Let me say first say that I don't have a problem with anyone. Every ethnicity is welcome at my house. Clubs, however, are more racist than old Southerners. In the words of Chris Rock, "If it's all white, it's alright." Clubs would prefer to not have too much of any ethnicity other than white, lest their club become known as "the Asian club, etc" The sterotype for Persians, and again I am pointing out the sterotype not my personal opinion, is that they are rude and obnoxious and scare off the women by being too aggressive and reacting angrily when rejected. Perhaps it's endemic to LA but that's what it is. Clubs with heavily Hispanic or African- American clientle are thought to be prone to violence.
Take a giant sherpard's crook and go to the nearest fashion school. Round 'em up and hand them bottles. No actually mass texting is the promoters tool. You collect phone numbers by any means necessary, group them by how attractive they are (seriously) and text blast away. Facebook and email is also used although the former has a tendancy to get lost in the mix and the latter is primarily effective for holidays (e.g.
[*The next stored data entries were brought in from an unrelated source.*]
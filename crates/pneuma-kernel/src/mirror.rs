//! Low-frequency mirror of kernel state.
//!
//! Hosts that re-render on every tick would churn; the mirror forwards a
//! snapshot only when something a user can see has changed.

use pneuma_types::{Phase, SessionStatus};
use serde::{Deserialize, Serialize};

use crate::snapshot::KernelSnapshot;

#[derive(Clone, Debug, PartialEq, Serialize, Deserialize)]
#[serde(rename_all = "camelCase")]
pub struct MirrorUpdate {
    pub sequence: u64,
    pub status: SessionStatus,
    pub phase: Phase,
    pub cycle_count: u32,
    pub pattern_id: Option<String>,
    pub entropy: f64,
}

#[derive(Clone, Debug, Default)]
pub struct SessionMirror {
    last: Option<(SessionStatus, Phase, u32)>,
    emitted: u64,
}

impl SessionMirror {
    pub fn new() -> Self {
        Self::default()
    }

    /// Returns an update when status, phase or cycle count differ from the
    /// last mirrored values. The first observation always emits.
    pub fn observe(&mut self, snapshot: &KernelSnapshot) -> Option<MirrorUpdate> {
        let state = &snapshot.state;
        let key = (state.status, state.phase, state.cycle_count);
        if self.last == Some(key) {
            return None;
        }
        self.last = Some(key);
        self.emitted += 1;
        Some(MirrorUpdate {
            sequence: snapshot.sequence,
            status: state.status,
            phase: state.phase,
            cycle_count: state.cycle_count,
            pattern_id: state.pattern_id().map(str::to_string),
            entropy: state.entropy,
        })
    }

    pub fn emitted(&self) -> u64 {
        self.emitted
    }
}
use serde::{Deserialize, Serialize};

/// Identifier of a logged kernel event.
#[derive(Clone, Debug, PartialEq, Eq, Hash, Serialize, Deserialize)]
pub struct EventId(pub uuid::Uuid);

impl EventId {
    pub fn new() -> Self {
        Self(uuid::Uuid::new_v4())
    }
}

impl Default for EventId {
    fn default() -> Self {
        Self::new()
    }
}

impl std::fmt::Display for EventId {
    fn fmt(&self, f: &mut std::fmt::Formatter<'_>) -> std::fmt::Result {
        write!(f, "evt:{}", self.0)
    }
}

/// Handle returned by `subscribe`, used to unsubscribe later.
#[derive(Clone, Copy, Debug, PartialEq, Eq, Hash, Serialize, Deserialize)]
pub struct SubscriptionId(pub u64);

impl std::fmt::Display for SubscriptionId {
    fn fmt(&self, f: &mut std::fmt::Formatter<'_>) -> std::fmt::Result {
        write!(f, "sub:{}", self.0)
    }
}

/// BLAKE3 digest wrapper for event integrity.
#[derive(Clone, Debug, PartialEq, Eq, Hash, Serialize, Deserialize)]
pub struct IntegrityHash(pub [u8; 32]);

impl IntegrityHash {
    pub fn from_bytes(bytes: [u8; 32]) -> Self {
        Self(bytes)
    }
}

impl std::fmt::Display for IntegrityHash {
    fn fmt(&self, f: &mut std::fmt::Formatter<'_>) -> std::fmt::Result {
        for b in &self.0[..8] {
            write!(f, "{:02x}", b)?;
        }
        write!(f, "...")
    }
}

/// Result of re-verifying every entry of an event log.
#[derive(Clone, Debug, Default, PartialEq, Eq, Serialize, Deserialize)]
pub struct IntegrityReport {
    pub total_events: u64,
    pub verified_events: u64,
    pub corrupted_events: u64,
    /// Sequence numbers whose hash no longer matches.
    pub corrupted_sequences: Vec<u64>,
    /// Sequence numbers that break the 1, 2, 3, ... progression.
    pub sequence_gaps: Vec<u64>,
}

impl IntegrityReport {
    pub fn is_clean(&self) -> bool {
        self.corrupted_events == 0 && self.sequence_gaps.is_empty()
    }
}
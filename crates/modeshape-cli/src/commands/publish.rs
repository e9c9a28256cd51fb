//! Publishing files to a workspace

use std::path::Path;

use super::{print_status, resolve_workspace};
use crate::cli::WorkspaceArgs;
use crate::context::Context;
use crate::error::{CliError, Result};

/// Run the publish command
pub fn run_publish(
    ctx: &Context,
    target: &WorkspaceArgs,
    path: &str,
    file: &Path,
    versionable: bool,
) -> Result<()> {
    if !file.is_file() {
        return Err(CliError::user(format!("Not a file: {}", file.display())));
    }

    let workspace = resolve_workspace(&ctx.registry, target);
    let status = ctx.registry.publish(&workspace, path, file, versionable)?;
    print_status(&status);

    let url = ctx.registry.file_url(file, path, &workspace)?;
    println!("  {}", url);
    Ok(())
}

/// Run the unpublish command
pub fn run_unpublish(ctx: &Context, target: &WorkspaceArgs, path: &str, file: &Path) -> Result<()> {
    let workspace = resolve_workspace(&ctx.registry, target);
    let status = ctx.registry.unpublish(&workspace, path, file)?;
    print_status(&status);
    Ok(())
}
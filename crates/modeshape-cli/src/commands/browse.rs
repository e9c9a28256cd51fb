//! Read-only commands against a registered server

use colored::Colorize;

use modeshape_registry::{QueryRow, Repository};

use super::{resolve_server, resolve_workspace};
use crate::cli::{ServerArgs, WorkspaceArgs};
use crate::context::Context;
use crate::error::Result;

/// Run the repos command
pub fn run_repos(ctx: &Context, args: &ServerArgs) -> Result<()> {
    let server = resolve_server(&ctx.registry, args);
    let repositories = ctx.registry.repositories(&server)?;

    println!("{} {}", "Repositories on".bold(), server);
    if repositories.is_empty() {
        println!("  {}", "(none)".dimmed());
    }
    for repository in &repositories {
        println!("  {}", repository.name().green());
    }
    Ok(())
}

/// Run the workspaces command
pub fn run_workspaces(ctx: &Context, args: &ServerArgs, repo: &str) -> Result<()> {
    let repository = Repository::new(repo, resolve_server(&ctx.registry, args));
    let workspaces = ctx.registry.workspaces(&repository)?;

    println!("{} {}", "Workspaces in".bold(), repository);
    if workspaces.is_empty() {
        println!("  {}", "(none)".dimmed());
    }
    for workspace in &workspaces {
        println!("  {}", workspace.name().green());
    }
    Ok(())
}

/// Run the query command. Rows print as `column = value` blocks.
pub fn run_query(
    ctx: &Context,
    target: &WorkspaceArgs,
    language: &str,
    statement: &str,
) -> Result<()> {
    let workspace = resolve_workspace(&ctx.registry, target);
    let rows = ctx.registry.query(&workspace, language, statement)?;

    for (index, row) in rows.iter().enumerate() {
        println!("{}", format!("Row {}", index + 1).bold());
        print_row(row);
    }
    println!("{} {} rows", "Total:".dimmed(), rows.len());
    Ok(())
}

fn print_row(row: &QueryRow) {
    let width = row.keys().map(String::len).max().unwrap_or(0);
    for (column, value) in row {
        println!("  {:<width$} = {}", column.cyan(), value, width = width);
    }
}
Halloween, New Year's Eve).
If there's one thing people standing on the other side of the velvet rope aren't, it's original. The same things are said: "But my friends are in there" (and they ditched you? Shitty friends) "But I'm on the list" (weird, I don't see Dickhead listed here) "It's my friend's birthday" (there's always Facebook) "I know the owner" (not well enough, apparently) The best story is my own. Before promoting I once hired a high-end escort to walk me in. I didn't go online and call her up. She just happened to be at the hotel bar we were pre-partying in. I paid her $50 to walk in with me to the nearby club. I'm sure it was the easiest money she made that night.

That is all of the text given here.